━━ Data for this task

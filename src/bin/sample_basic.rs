//! sample_basic entry point
//!
//! Prints `hello <argc + 2>` and exits 1 only if that total is zero.

use mix_samples::main_for;
use mix_samples::samples::basic::Basic;

use std::process::ExitCode;

fn main() -> ExitCode {
    main_for(&Basic)
}
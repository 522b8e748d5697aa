//! CLI module for argument capture and output formatting.

pub mod args;
pub mod output;
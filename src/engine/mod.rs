//! Sample execution engine.

pub mod runner;
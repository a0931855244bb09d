//! HTTP request handlers.
//!
//! - [`form`]: the server-rendered form page (`GET /`, `POST /`)
//! - [`submissions`]: the JSON submission endpoint (`POST /api/v1/submissions`)
//!
//! Both run the same admission workflow from [`crate::AppState`].

pub mod form;
pub mod submissions;
//! In-process submission store.

use async_trait::async_trait;
use tokio::sync::Mutex;

use super::{CapacityInsert, CapacityInsertError, SubmissionStore};
use crate::db::errors::Result;
use crate::db::models::submissions::FamilySubmission;

/// Keeps submissions in memory for the lifetime of the process.
///
/// Count and insert share one lock, so capacity-guarded inserts are atomic.
#[derive(Debug, Default)]
pub struct MemoryStore {
    rows: Mutex<Vec<FamilySubmission>>,
}

impl MemoryStore {
    pub fn new() -> Self {
        Self::default()
    }

    /// Copy of every stored submission, in insertion order
    pub async fn records(&self) -> Vec<FamilySubmission> {
        self.rows.lock().await.clone()
    }
}

#[async_trait]
impl SubmissionStore for MemoryStore {
    fn backend(&self) -> &'static str {
        "memory"
    }

    async fn count_submissions(&self) -> Result<u64> {
        Ok(self.rows.lock().await.len() as u64)
    }

    async fn insert_submission(&self, record: &FamilySubmission) -> Result<()> {
        self.rows.lock().await.push(record.clone());
        Ok(())
    }

    fn supports_atomic_admission(&self) -> bool {
        true
    }

    async fn insert_within_capacity(
        &self,
        record: &FamilySubmission,
        capacity: u64,
    ) -> std::result::Result<CapacityInsert, CapacityInsertError> {
        let mut rows = self.rows.lock().await;
        let count = rows.len() as u64;
        if count >= capacity {
            return Ok(CapacityInsert::AtCapacity { count });
        }
        rows.push(record.clone());
        Ok(CapacityInsert::Inserted)
    }
}
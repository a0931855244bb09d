//! Repository implementations for database access.
//!
//! Each repository wraps a SQLx connection or transaction and exposes strongly-typed
//! queries for one table.
//!
//! - [`Submissions`]: counting and inserting family submissions
//!
//! ```ignore
//! use intake::db::handlers::Submissions;
//!
//! async fn example(pool: &sqlx::PgPool) -> Result<(), Box<dyn std::error::Error>> {
//!     let mut tx = pool.begin().await?;
//!     let mut repo = Submissions::new(&mut tx);
//!
//!     repo.lock_admissions().await?;
//!     let count = repo.count().await?;
//!
//!     tx.commit().await?;
//!     Ok(())
//! }
//! ```

pub mod submissions;

pub use submissions::Submissions;
use sqlx::PgConnection;
use tracing::instrument;

use crate::db::{errors::Result, models::submissions::FamilySubmission};

/// Key for the transaction-scoped advisory lock that serialises atomic admissions.
const ADMISSION_LOCK_KEY: i64 = 0x696e_7461_6b65;

pub struct Submissions<'c> {
    db: &'c mut PgConnection,
}

impl<'c> Submissions<'c> {
    pub fn new(db: &'c mut PgConnection) -> Self {
        Self { db }
    }

    /// Exact number of rows in `family_submissions`.
    #[instrument(skip(self), err)]
    pub async fn count(&mut self) -> Result<u64> {
        let count: i64 = sqlx::query_scalar("SELECT COUNT(*) FROM family_submissions")
            .fetch_one(&mut *self.db)
            .await?;

        Ok(u64::try_from(count).unwrap_or_default())
    }

    #[instrument(skip(self, record), err)]
    pub async fn insert(&mut self, record: &FamilySubmission) -> Result<()> {
        sqlx::query(
            r#"
            INSERT INTO family_submissions
                (family_name, number_of_adults, number_of_children, street_address,
                 city, zip_code, phone_number, email_address)
            VALUES ($1, $2, $3, $4, $5, $6, $7, $8)
            "#,
        )
        .bind(&record.family_name)
        .bind(record.number_of_adults)
        .bind(record.number_of_children)
        .bind(&record.street_address)
        .bind(&record.city)
        .bind(&record.zip_code)
        .bind(&record.phone_number)
        .bind(&record.email_address)
        .execute(&mut *self.db)
        .await?;

        Ok(())
    }

    /// Take the admission lock for the rest of the current transaction.
    ///
    /// Must be called inside a transaction; outside one the lock is released as soon as the
    /// statement finishes.
    #[instrument(skip(self), err)]
    pub async fn lock_admissions(&mut self) -> Result<()> {
        sqlx::query("SELECT pg_advisory_xact_lock($1)")
            .bind(ADMISSION_LOCK_KEY)
            .execute(&mut *self.db)
            .await?;
        Ok(())
    }
}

━━━━

- **Required work**
Please find each line in the records above that holds the word "POST", and copy it.

- **Answer**
//! - [`form`]: the server-rendered form page (`GET /`, `POST /`)
//! - [`submissions`]: the JSON submission endpoint (`POST /api/v1/submissions`)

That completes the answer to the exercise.